After swallowing,  the saliva continues to work by washing away food debris and bacteria left behind. Lack of saliva and this particular cleansing function would result in tooth decay and gum disease.

Saliva starts digesting starch in our food and the lubricating function creates a smooth surface in your mouth, helping speech and swallowing. The early digestion of the food from salivary enzymes allows stimulation of taste.

So in fact, saliva has several important functions:
1. Chemical digestion
2. Helping chewing
3. Helps swallowing
4. Lubricating and moisturizing inside the mouth
5. Lubricating effect facilitates speech
6. Facilitates taste
7. Prevents gum disease and tooth decay hence antibacterial effect
8. Buffers PH from food
9. Contains calcium and phosphorus required by teeth thus helping remineralisation of teeth.
10. Prevents constant mouth ulcers and lesions


This is an auto immune condition where the body produces  antibodies against it's own mucus/moisture producing glands such as the salivary glands and tear glands. It is a multi descipliniary disease and according to the Arthritis Care UK, about 4% of the population between 40 and 60yrs are affected.

People with this condition have little to no saliva produced. Their mouth feels extremely dry. Food is hard to process, chew, and taste.  Tooth decay and gum disease is inevitable, leading to loss of teeth. Speech is affected. Inside the surface of the mouth, it feels rough with a grainy texture on the surfaces of gums, palette, cheeks and tongue.
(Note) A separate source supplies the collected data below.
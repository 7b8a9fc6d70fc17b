//
// This file is part of noughts.
//
// noughts is free software: you can redistribute it and/or modify
// it under the terms of the GNU General Public License as published by
// the Free Software Foundation, either version 3 of the License, or
// (at your option) any later version.
//
// noughts is distributed in the hope that it will be useful,
// but WITHOUT ANY WARRANTY; without even the implied warranty of
// MERCHANTABILITY or FITNESS FOR A PARTICULAR PURPOSE. See the
// GNU General Public License for more details.
//
// You should have received a copy of the GNU General Public License
// along with noughts. If not, see <http://www.gnu.org/licenses/>.
//
// Copyright 2016-2017 Chris Foster
//

//! Exhaustive minimax with alpha-beta pruning.

use std::cmp;
use std::time::Instant;

use tracing::{debug, trace};

use crate::analysis::Score;
use crate::analysis::search::{Analysis, Search};
use crate::board::{Board, Mark, Move, Outcome};

/// A full-depth minimax search.
///
/// The root moves are each searched with a fresh window, so every candidate
/// score is exact.  Below the root, alpha-beta cutoffs skip siblings that
/// cannot change the result.
///
/// # Example
///
/// ```rust
/// use noughts::{Board, Mark, MinimaxSearch, Search};
/// use noughts::analysis::Score;
///
/// let mut board = Board::new();
/// let analysis = MinimaxSearch::new().search(&mut board, Mark::X);
/// assert_eq!(analysis.evaluation, Some(Score(0)));
/// assert_eq!(board, Board::new());
/// ```
#[derive(Clone, Copy, Debug, Default)]
pub struct MinimaxSearch;

impl MinimaxSearch {
    pub fn new() -> MinimaxSearch {
        MinimaxSearch
    }
}

impl Search for MinimaxSearch {
    fn search(&mut self, board: &mut Board, mark: Mark) -> Analysis {
        let start = Instant::now();
        let state = board.clone();

        let mut statistics = Statistics::new();
        let mut candidates = Vec::new();
        let mut best: Option<(Move, Score)> = None;

        if !board.outcome().is_terminal() {
            let mut context = Context {
                board,
                mark,
                statistics: &mut statistics,
            };

            for ply in context.board.legal_moves() {
                context.board.play(mark, ply);
                let score = context.minimax(0, Score::min(), Score::max(), false);
                context.board.undo(ply);

                debug!(row = ply.row(), column = ply.column(), score = score.0, "candidate");
                candidates.push((ply, score));

                if best.map_or(true, |(_, best_score)| score > best_score) {
                    best = Some((ply, score));
                }
            }
        }

        statistics.time = start.elapsed().as_secs_f32();

        trace!(
            %mark,
            visited = statistics.totals().visited,
            cutoffs = statistics.totals().cutoffs,
            time = statistics.time,
            "search complete"
        );

        Analysis {
            board: state,
            mark,
            best: best.map(|(ply, _)| ply),
            evaluation: best.map(|(_, score)| score),
            candidates,
            statistics,
        }
    }
}

/// Everything a single search carries down the tree.
struct Context<'a> {
    board: &'a mut Board,
    mark: Mark,
    statistics: &'a mut Statistics,
}

impl<'a> Context<'a> {
    /// Scores the board from the point of view of `self.mark`.  Maximizing
    /// nodes are where `self.mark` is to move.
    fn minimax(&mut self, depth: u8, mut alpha: Score, mut beta: Score, maximizing: bool) -> Score {
        self.statistics.level(depth).visited += 1;

        match self.board.outcome() {
            Outcome::Draw => {
                self.statistics.level(depth).evaluated += 1;
                return Score::null();
            },
            // Whoever moved last made the line.
            Outcome::Win(_) => {
                self.statistics.level(depth).evaluated += 1;
                return if maximizing {
                    Score::lose(depth)
                } else {
                    Score::win(depth)
                };
            },
            Outcome::Ongoing => (),
        }

        let mark = if maximizing {
            self.mark
        } else {
            self.mark.opponent()
        };

        let mut best = if maximizing {
            Score::min()
        } else {
            Score::max()
        };

        for ply in self.board.legal_moves() {
            self.board.play(mark, ply);
            let score = self.minimax(depth + 1, alpha, beta, !maximizing);
            self.board.undo(ply);

            if maximizing {
                best = cmp::max(best, score);
                if best >= beta {
                    self.statistics.level(depth).cutoffs += 1;
                    break;
                }
                alpha = cmp::max(alpha, best);
            } else {
                best = cmp::min(best, score);
                if best <= alpha {
                    self.statistics.level(depth).cutoffs += 1;
                    break;
                }
                beta = cmp::min(beta, best);
            }
        }

        best
    }
}

pub use self::statistics::{Statistics, StatisticsLevel};

mod statistics;

#[cfg(test)]
mod test {
    use crate::analysis::Score;
    use crate::analysis::search::Search;
    use crate::board::{Board, Mark, Move};
    use super::MinimaxSearch;

    fn board(notation: &str) -> Board {
        notation.parse().unwrap()
    }

    fn at(row: usize, column: usize) -> Move {
        Move::new(row, column).unwrap()
    }

    #[test]
    fn test_search_leaves_board_untouched() {
        for notation in &[".../.../...", "X../.O./...", "XO./.X./..O", "XOX/OXO/..."] {
            let mut board = board(notation);
            let before = board.clone();
            let mark = board.next_mark(Mark::X);
            MinimaxSearch::new().search(&mut board, mark);
            assert_eq!(board, before, "board {} changed", notation);
        }
    }

    #[test]
    fn test_candidates_cover_every_legal_move() {
        let mut board = board("X../.O./...");
        let analysis = MinimaxSearch::new().search(&mut board, Mark::X);
        let examined = analysis.candidates.iter().map(|&(ply, _)| ply).collect::<Vec<_>>();
        assert_eq!(examined, board.legal_moves());
    }

    #[test]
    fn test_blocks_immediate_threat() {
        let mut board = board("XX./O../...");
        let analysis = MinimaxSearch::new().search(&mut board, Mark::O);
        assert_eq!(analysis.best, Some(at(0, 2)));

        for &(ply, score) in &analysis.candidates {
            if ply != at(0, 2) {
                assert_eq!(score, Score::lose(1), "{} should lose at once", ply);
            }
        }
    }

    #[test]
    fn test_prefers_faster_win() {
        // (0, 2) forks and wins two plies later; (1, 2) wins now.
        let mut board = board("O../XX./..O");
        let analysis = MinimaxSearch::new().search(&mut board, Mark::X);
        assert_eq!(analysis.best, Some(at(1, 2)));
        assert_eq!(analysis.evaluation, Some(Score::win(0)));

        let fork = analysis.candidates.iter().find(|&&(ply, _)| ply == at(0, 2)).unwrap();
        assert_eq!(fork.1, Score::win(2));
    }

    #[test]
    fn test_statistics_are_recorded() {
        let mut board = Board::new();
        let analysis = MinimaxSearch::new().search(&mut board, Mark::X);
        let totals = analysis.statistics.totals();
        assert!(totals.visited > 0);
        assert!(totals.evaluated > 0);
        assert!(totals.cutoffs > 0);
        assert!(totals.evaluated <= totals.visited);
    }
}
Mouth ulcers become common and often the tongue sticks to the roof of the mouth during sleep due to sheer dryness. This can cause choking in your sleep.

Special tooth paste, along with  artificial saliva is required but these are not long term solutions and their relief is temporary.
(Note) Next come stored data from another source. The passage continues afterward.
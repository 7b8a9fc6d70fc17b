//
// This file is part of noughts.
//
// noughts is free software: you can redistribute it and/or modify
// it under the terms of the GNU General Public License as published by
// the Free Software Foundation, either version 3 of the License, or
// (at your option) any later version.
//
// noughts is distributed in the hope that it will be useful,
// but WITHOUT ANY WARRANTY; without even the implied warranty of
// MERCHANTABILITY or FITNESS FOR A PARTICULAR PURPOSE. See the
// GNU General Public License for more details.
//
// You should have received a copy of the GNU General Public License
// along with noughts. If not, see <http://www.gnu.org/licenses/>.
//
// Copyright 2017 Chris Foster
//

use std::cmp;
use std::fmt;

/// Counters for one depth of the tree.
#[derive(Clone, Copy, Debug, Default, Eq, PartialEq)]
pub struct StatisticsLevel {
    /// Nodes entered.
    pub visited: u32,
    /// Nodes that were won or drawn and scored without searching further.
    pub evaluated: u32,
    /// Nodes whose remaining moves were skipped by an alpha-beta cutoff.
    pub cutoffs: u32,
}

impl StatisticsLevel {
    pub fn new() -> StatisticsLevel {
        StatisticsLevel::default()
    }

    fn values(&self) -> [u32; 3] {
        [self.visited, self.evaluated, self.cutoffs]
    }
}

/// Statistics from one search, indexed by depth below the root reply.
#[derive(Clone, Debug, Default, PartialEq)]
pub struct Statistics {
    pub depth: Vec<StatisticsLevel>,
    /// Seconds spent searching.
    pub time: f32,
}

impl Statistics {
    pub fn new() -> Statistics {
        Statistics::default()
    }

    /// Returns the counters for `depth`, growing the table as needed.
    pub(crate) fn level(&mut self, depth: u8) -> &mut StatisticsLevel {
        let depth = depth as usize;
        if self.depth.len() <= depth {
            self.depth.resize(depth + 1, StatisticsLevel::new());
        }
        &mut self.depth[depth]
    }

    /// The counters summed over every depth.
    pub fn totals(&self) -> StatisticsLevel {
        self.depth.iter().fold(StatisticsLevel::new(), |mut totals, level| {
            totals.visited += level.visited;
            totals.evaluated += level.evaluated;
            totals.cutoffs += level.cutoffs;
            totals
        })
    }
}

impl fmt::Display for Statistics {
    fn fmt(&self, f: &mut fmt::Formatter) -> fmt::Result {
        let titles = ["Visited:", "Evaluated:", "Cutoffs:"];
        let title_width = titles.iter().map(|title| title.len()).max().unwrap_or(0) + 1;

        let totals = self.totals().values();
        let total_width = totals.iter()
            .map(|total| total.to_string().len())
            .fold("Total".len(), cmp::max);

        let column_widths = self.depth.iter().enumerate().map(|(depth, level)|
            level.values().iter()
                .map(|value| value.to_string().len())
                .fold(depth.to_string().len(), cmp::max)
        ).collect::<Vec<_>>();

        write!(f, "  {0:1$}", "Depth:", title_width)?;
        for (depth, width) in column_widths.iter().enumerate() {
            write!(f, "  {0:>1$}", depth, width)?;
        }
        write!(f, "  {0:>1$}", "Total", total_width)?;

        for (i, title) in titles.iter().enumerate() {
            write!(f, "\n  {0:1$}", title, title_width)?;
            for (level, width) in self.depth.iter().zip(&column_widths) {
                write!(f, "  {0:>1$}", level.values()[i], width)?;
            }
            write!(f, "  {0:>1$}", totals[i], total_width)?;
        }

        write!(f, "\n  {0:1$}  {2:.3}s", "Time:", title_width, self.time)
    }
}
The eyes become so dry that eye drops and artificial tears are used nearly hourly, in some cases, and corneal disease with corneal ulceration and loss of eye sight follows.

All in all, a very unpleasant and distressing condition which not only extends to dry eyes, but painful, stiff joints and much more. It is not life threatening but the quality of life is substantially reduced. It is associated with Non Hodgkin's Lymphoma.

Although, Sjogren's is a rare condition on it's own, it is sometimes seen in people suffering from other autoimmune conditions such as Scleroderma or Lupus. It is then referred to as an over lapping auto immune condition.

It requires constant maintenance by the sufferer to prevent permenant damage to their sight and oral health. It is another condition that carries a heavy emotional burden on the sufferer who often suffers in silence due to lack of awareness.

Finally, only in the absence of saliva we realise it's vital functions and as yet no permenant replacement has been discovered.

If you suffer from very dry eyes or mouth, please seek advise from your GP and Dentist.